*** Opening of AVAILABLE RECORDS ***

//! Geolocation collaborator.
//!
//! Resolution is best-effort: loopback and private ranges classify as
//! "Local Network", resolver failure degrades to "Unknown". Anomaly rules
//! treat "Unknown" as unresolved and skip location comparisons for it.

use async_trait::async_trait;
use std::net::IpAddr;

pub const LOCATION_UNKNOWN: &str = "Unknown";
pub const LOCATION_LOCAL: &str = "Local Network";

/// Pluggable IP-to-location lookup.
#[async_trait]
pub trait GeoResolver: Send + Sync {
    /// Resolve an IP address to a display label, e.g. "Berlin, DE".
    /// Returns None when the address cannot be resolved.
    async fn resolve(&self, ip_address: &str) -> Option<String>;
}

/// Resolve a session location with sentinel fallbacks. Never fails.
pub async fn resolve_location(resolver: &dyn GeoResolver, ip_address: &str) -> String {
    if is_private_address(ip_address) {
        return LOCATION_LOCAL.to_string();
    }
    match resolver.resolve(ip_address).await {
        Some(label) if !label.is_empty() => label,
        _ => {
            tracing::debug!(ip = %ip_address, "Geolocation lookup failed, using sentinel");
            LOCATION_UNKNOWN.to_string()
        }
    }
}

/// Whether the resolved label carries real location information.
pub fn is_resolved_location(location: &str) -> bool {
    !location.is_empty() && location != LOCATION_UNKNOWN
}

fn is_private_address(ip_address: &str) -> bool {
    match ip_address.parse::<IpAddr>() {
        Ok(IpAddr::V4(v4)) => v4.is_loopback() || v4.is_private() || v4.is_link_local(),
        Ok(IpAddr::V6(v6)) => v6.is_loopback(),
        // Unparseable addresses are not private; let the resolver decide.
        Err(_) => false,
    }
}

#[cfg(test)]
mod tests {
    use super::*;

    struct NoopResolver;

    #[async_trait]
    impl GeoResolver for NoopResolver {
        async fn resolve(&self, _ip_address: &str) -> Option<String> {
            None
        }
    }

    #[tokio::test]
    async fn test_private_ranges_classify_as_local_network() {
        let resolver = NoopResolver;
        assert_eq!(resolve_location(&resolver, "127.0.0.1").await, LOCATION_LOCAL);
        assert_eq!(resolve_location(&resolver, "10.1.2.3").await, LOCATION_LOCAL);
        assert_eq!(resolve_location(&resolver, "192.168.0.5").await, LOCATION_LOCAL);
    }

    #[tokio::test]
    async fn test_resolver_failure_degrades_to_unknown() {
        let resolver = NoopResolver;
        assert_eq!(
            resolve_location(&resolver, "203.0.113.10").await,
            LOCATION_UNKNOWN
        );
    }

    #[test]
    fn test_sentinel_resolution_semantics() {
        assert!(is_resolved_location("Berlin, DE"));
        assert!(is_resolved_location(LOCATION_LOCAL));
        assert!(!is_resolved_location(LOCATION_UNKNOWN));
        assert!(!is_resolved_location(""));
    }
}
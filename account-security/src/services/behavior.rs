//! Behavioral baselining and deviation scoring.
//!
//! Reads the append-only activity log, builds hourly/weekday/action
//! distributions over an observation window, and scores deviations against
//! a historical baseline drawn from the 90 days preceding the window. Runs
//! out-of-band; never sits on the authentication critical path.

use chrono::{Datelike, Duration, Timelike, Utc};
use serde::Serialize;
use std::collections::{BTreeMap, HashSet};
use std::sync::Arc;
use tokio_util::sync::CancellationToken;
use uuid::Uuid;

use crate::error::{Result, SecurityError};
use crate::models::{ActivityEvent, AlertSeverity, BehavioralBaseline};
use crate::store::SecurityStore;

pub const DEFAULT_WINDOW_DAYS: u32 = 30;
/// Historical baseline is drawn from this many days preceding the window.
pub const HISTORY_DAYS: i64 = 90;
/// Minimum historical entries before anomaly detection runs at all.
pub const MIN_HISTORY_EVENTS: usize = 10;
/// Minimum trailing-90-day entries required to persist a baseline.
pub const BASELINE_MIN_EVENTS: u64 = 50;

const TOP_ACTIONS: usize = 20;
const BASELINE_TOP_ACTIONS: usize = 10;
/// Hour-of-day share (percent) above which an hour counts as typical.
const TYPICAL_HOUR_SHARE: f64 = 5.0;
/// Window volume above this multiple of the historical average is unusual.
const VOLUME_MULTIPLIER: f64 = 2.0;
/// Mean-hour drift beyond this many hours is an unusual time pattern.
const TIME_DRIFT_HOURS: f64 = 4.0;

/// Actions whose presence in the top-20 adds risk.
const SENSITIVE_ACTIONS: [&str; 4] = ["DELETE", "EXPORT", "BULK_DOWNLOAD", "PERMISSION_CHANGE"];

const RISK_HIGH: u8 = 70;
const RISK_MODERATE: u8 = 40;

/// One histogram bucket (hour of day or day of week).
#[derive(Debug, Clone, Serialize)]
pub struct BucketStat {
    pub bucket: u32,
    pub count: u64,
    pub percentage: f64,
}

#[derive(Debug, Clone, Serialize)]
pub struct ActionStat {
    pub action: String,
    pub count: u64,
    pub percentage: f64,
}

#[derive(Debug, Clone, Copy, PartialEq, Eq, Hash, Serialize)]
#[serde(rename_all = "SCREAMING_SNAKE_CASE")]
pub enum BehaviorAnomalyKind {
    UnusualActivityVolume,
    NewActions,
    UnusualTimePattern,
}

impl BehaviorAnomalyKind {
    pub fn as_str(&self) -> &'static str {
        match self {
            BehaviorAnomalyKind::UnusualActivityVolume => "UNUSUAL_ACTIVITY_VOLUME",
            BehaviorAnomalyKind::NewActions => "NEW_ACTIONS",
            BehaviorAnomalyKind::UnusualTimePattern => "UNUSUAL_TIME_PATTERN",
        }
    }
}

#[derive(Debug, Clone, Serialize)]
pub struct BehaviorAnomaly {
    pub kind: BehaviorAnomalyKind,
    pub severity: AlertSeverity,
    pub description: String,
}

#[derive(Debug, Clone, Serialize)]
pub struct AnalysisReport {
    pub user_id: Uuid,
    pub window_days: u32,
    pub total_events: u64,
    /// 24 buckets, hour 0 first.
    pub hourly_distribution: Vec<BucketStat>,
    /// 7 buckets, Sunday first.
    pub weekday_distribution: Vec<BucketStat>,
    pub top_actions: Vec<ActionStat>,
    pub anomalies: Vec<BehaviorAnomaly>,
    pub risk_score: u8,
    pub recommendations: Vec<String>,
}

/// Analysis either produces a report or reports that the user has no
/// activity in the window. The latter is an expected outcome, not an error.
#[derive(Debug, Clone, Serialize)]
#[serde(tag = "outcome", rename_all = "snake_case")]
pub enum AnalysisOutcome {
    InsufficientData,
    Report(AnalysisReport),
}

#[derive(Debug, Clone, Serialize)]
#[serde(tag = "outcome", rename_all = "snake_case")]
pub enum BaselineOutcome {
    InsufficientData { found: u64, required: u64 },
    Created(BehavioralBaseline),
}

pub struct BehaviorBaselineEngine {
    store: Arc<dyn SecurityStore>,
}

impl BehaviorBaselineEngine {
    pub fn new(store: Arc<dyn SecurityStore>) -> Self {
        Self { store }
    }

    /// Analyze a user's activity over the last `window_days` (default 30).
    ///
    /// Supports cooperative cancellation between scan phases since
    /// historical windows can be large.
    pub async fn analyze(
        &self,
        user_id: Uuid,
        window_days: Option<u32>,
        cancel: Option<&CancellationToken>,
    ) -> Result<AnalysisOutcome> {
        let window_days = window_days.unwrap_or(DEFAULT_WINDOW_DAYS).max(1);
        let now = Utc::now();
        let window_start = now - Duration::days(window_days as i64);

        let events = self
            .store
            .activity_events(user_id, window_start, now)
            .await?;
        if events.is_empty() {
            return Ok(AnalysisOutcome::InsufficientData);
        }
        check_cancelled(cancel)?;

        let total = events.len() as u64;
        let hourly_distribution = hour_histogram(&events);
        let weekday_distribution = weekday_histogram(&events);
        let top_actions = action_table(&events, TOP_ACTIONS);

        let history_start = window_start - Duration::days(HISTORY_DAYS);
        let history = self
            .store
            .activity_events(user_id, history_start, window_start)
            .await?;
        check_cancelled(cancel)?;

        let anomalies = if history.len() >= MIN_HISTORY_EVENTS {
            detect_anomalies(&events, &history, window_days)
        } else {
            tracing::debug!(
                user_id = %user_id,
                history_events = history.len(),
                "Not enough history for anomaly detection, skipping"
            );
            Vec::new()
        };

        let risk_score = risk_score(&anomalies, &top_actions);
        let recommendations = recommendations(risk_score, &anomalies);

        metrics::histogram!("behavior_risk_score").record(risk_score as f64);
        tracing::info!(
            user_id = %user_id,
            window_days = window_days,
            events = total,
            anomalies = anomalies.len(),
            risk_score = risk_score,
            "Behavior analysis complete"
        );

        Ok(AnalysisOutcome::Report(AnalysisReport {
            user_id,
            window_days,
            total_events: total,
            hourly_distribution,
            weekday_distribution,
            top_actions,
            anomalies,
            risk_score,
            recommendations,
        }))
    }

    /// Snapshot a fresh behavioral baseline from the trailing 90 days.
    /// Requires at least [`BASELINE_MIN_EVENTS`] entries.
    pub async fn create_baseline(&self, user_id: Uuid) -> Result<BaselineOutcome> {
        let now = Utc::now();
        let from = now - Duration::days(HISTORY_DAYS);
        let events = self.store.activity_events(user_id, from, now).await?;

        let found = events.len() as u64;
        if found < BASELINE_MIN_EVENTS {
            return Ok(BaselineOutcome::InsufficientData {
                found,
                required: BASELINE_MIN_EVENTS,
            });
        }

        let common_actions = action_table(&events, BASELINE_TOP_ACTIONS)
            .into_iter()
            .map(|stat| stat.action)
            .collect();
        let typical_hours = hour_histogram(&events)
            .into_iter()
            .filter(|stat| stat.percentage > TYPICAL_HOUR_SHARE)
            .map(|stat| stat.bucket)
            .collect();

        let baseline = BehavioralBaseline {
            baseline_id: Uuid::new_v4(),
            user_id,
            avg_activity_per_day: round2(found as f64 / HISTORY_DAYS as f64),
            common_actions,
            typical_hours,
            data_points: found,
            created_utc: now,
        };
        self.store.insert_baseline(&baseline).await?;

        tracing::info!(
            user_id = %user_id,
            data_points = found,
            "Behavioral baseline created"
        );
        Ok(BaselineOutcome::Created(baseline))
    }
}

fn check_cancelled(cancel: Option<&CancellationToken>) -> Result<()> {
    if cancel.is_some_and(|token| token.is_cancelled()) {
        return Err(SecurityError::Cancelled);
    }
    Ok(())
}

fn hour_histogram(events: &[ActivityEvent]) -> Vec<BucketStat> {
    let mut counts = [0u64; 24];
    for event in events {
        counts[event.occurred_utc.hour() as usize] += 1;
    }
    bucket_stats(&counts, events.len() as u64)
}

/// Day-of-week histogram, bucket 0 = Sunday.
fn weekday_histogram(events: &[ActivityEvent]) -> Vec<BucketStat> {
    let mut counts = [0u64; 7];
    for event in events {
        counts[event.occurred_utc.weekday().num_days_from_sunday() as usize] += 1;
    }
    bucket_stats(&counts, events.len() as u64)
}

fn bucket_stats(counts: &[u64], total: u64) -> Vec<BucketStat> {
    counts
        .iter()
        .enumerate()
        .map(|(bucket, &count)| BucketStat {
            bucket: bucket as u32,
            count,
            percentage: percentage(count, total),
        })
        .collect()
}

fn action_table(events: &[ActivityEvent], limit: usize) -> Vec<ActionStat> {
    // BTreeMap keeps equal-count actions in a deterministic order.
    let mut counts: BTreeMap<&str, u64> = BTreeMap::new();
    for event in events {
        *counts.entry(event.action.as_str()).or_insert(0) += 1;
    }
    let total = events.len() as u64;
    let mut stats: Vec<ActionStat> = counts
        .into_iter()
        .map(|(action, count)| ActionStat {
            action: action.to_string(),
            count,
            percentage: percentage(count, total),
        })
        .collect();
    stats.sort_by(|a, b| b.count.cmp(&a.count).then_with(|| a.action.cmp(&b.action)));
    stats.truncate(limit);
    stats
}

fn detect_anomalies(
    window: &[ActivityEvent],
    history: &[ActivityEvent],
    window_days: u32,
) -> Vec<BehaviorAnomaly> {
    let mut anomalies = Vec::new();

    let window_avg = window.len() as f64 / window_days as f64;
    let history_avg = history.len() as f64 / HISTORY_DAYS as f64;
    if history_avg > 0.0 && window_avg > history_avg * VOLUME_MULTIPLIER {
        anomalies.push(BehaviorAnomaly {
            kind: BehaviorAnomalyKind::UnusualActivityVolume,
            severity: AlertSeverity::Medium,
            description: format!(
                "Daily activity ({:.1}/day) is more than double the historical average ({:.1}/day)",
                window_avg, history_avg
            ),
        });
    }

    let known: HashSet<&str> = history.iter().map(|e| e.action.as_str()).collect();
    let mut new_actions: Vec<&str> = window
        .iter()
        .map(|e| e.action.as_str())
        .filter(|action| !known.contains(action))
        .collect::<HashSet<&str>>()
        .into_iter()
        .collect();
    if !new_actions.is_empty() {
        new_actions.sort_unstable();
        anomalies.push(BehaviorAnomaly {
            kind: BehaviorAnomalyKind::NewActions,
            severity: AlertSeverity::Low,
            description: format!(
                "Actions never seen historically: {}",
                new_actions.join(", ")
            ),
        });
    }

    let window_mean = mean_hour(window);
    let history_mean = mean_hour(history);
    if (window_mean - history_mean).abs() > TIME_DRIFT_HOURS {
        anomalies.push(BehaviorAnomaly {
            kind: BehaviorAnomalyKind::UnusualTimePattern,
            severity: AlertSeverity::Medium,
            description: format!(
                "Mean activity hour shifted from {:.1} to {:.1}",
                history_mean, window_mean
            ),
        });
    }

    anomalies
}

fn mean_hour(events: &[ActivityEvent]) -> f64 {
    if events.is_empty() {
        return 0.0;
    }
    let sum: u64 = events.iter().map(|e| e.occurred_utc.hour() as u64).sum();
    sum as f64 / events.len() as f64
}

fn risk_score(anomalies: &[BehaviorAnomaly], top_actions: &[ActionStat]) -> u8 {
    let mut score: u32 = 0;
    for anomaly in anomalies {
        score += match anomaly.severity {
            AlertSeverity::Critical => 30,
            AlertSeverity::High => 20,
            AlertSeverity::Medium => 10,
            AlertSeverity::Low => 5,
        };
    }
    for stat in top_actions {
        let action = stat.action.to_uppercase();
        if SENSITIVE_ACTIONS.iter().any(|s| action.contains(s)) {
            score += 5;
        }
    }
    score.min(100) as u8
}

fn recommendations(risk_score: u8, anomalies: &[BehaviorAnomaly]) -> Vec<String> {
    let mut lines = Vec::new();
    if risk_score > RISK_HIGH {
        lines.push(
            "High risk: review this account's recent activity and consider requiring \
             re-authentication"
                .to_string(),
        );
    } else if risk_score > RISK_MODERATE {
        lines.push("Moderate risk: monitor this account's activity more closely".to_string());
    }

    // One recommendation per anomaly kind, however many instances fired.
    let kinds: Vec<BehaviorAnomalyKind> = {
        let mut seen = HashSet::new();
        anomalies
            .iter()
            .map(|a| a.kind)
            .filter(|kind| seen.insert(*kind))
            .collect()
    };
    for kind in kinds {
        lines.push(match kind {
            BehaviorAnomalyKind::UnusualActivityVolume => {
                "Verify that the increase in activity volume is expected for this user".to_string()
            }
            BehaviorAnomalyKind::NewActions => {
                "Confirm the newly observed action types match the user's responsibilities"
                    .to_string()
            }
            BehaviorAnomalyKind::UnusualTimePattern => {
                "Check whether activity outside the user's usual hours is legitimate".to_string()
            }
        });
    }
    lines
}

fn percentage(count: u64, total: u64) -> f64 {
    if total == 0 {
        return 0.0;
    }
    round2(count as f64 / total as f64 * 100.0)
}

fn round2(value: f64) -> f64 {
    (value * 100.0).round() / 100.0
}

*** Close of AVAILABLE RECORDS ***

| EXERCISE REQUIREMENTS |
What you give back should be only the lines of the records above, starting at the line with "Resolve an IP" and ending at the line with "Ok(IpAddr::V4(v4)) => v4.is_loopback()", restated word for word.

| ANSWER TO THE PROBLEM |
    /// Resolve an IP address to a display label, e.g. "Berlin, DE".
    /// Returns None when the address cannot be resolved.
    async fn resolve(&self, ip_address: &str) -> Option<String>;
}

/// Resolve a session location with sentinel fallbacks. Never fails.
pub async fn resolve_location(resolver: &dyn GeoResolver, ip_address: &str) -> String {
    if is_private_address(ip_address) {
        return LOCATION_LOCAL.to_string();
    }
    match resolver.resolve(ip_address).await {
        Some(label) if !label.is_empty() => label,
        _ => {
            tracing::debug!(ip = %ip_address, "Geolocation lookup failed, using sentinel");
            LOCATION_UNKNOWN.to_string()
        }
    }
}

/// Whether the resolved label carries real location information.
pub fn is_resolved_location(location: &str) -> bool {
    !location.is_empty() && location != LOCATION_UNKNOWN
}

fn is_private_address(ip_address: &str) -> bool {
    match ip_address.parse::<IpAddr>() {
        Ok(IpAddr::V4(v4)) => v4.is_loopback() || v4.is_private() || v4.is_link_local(),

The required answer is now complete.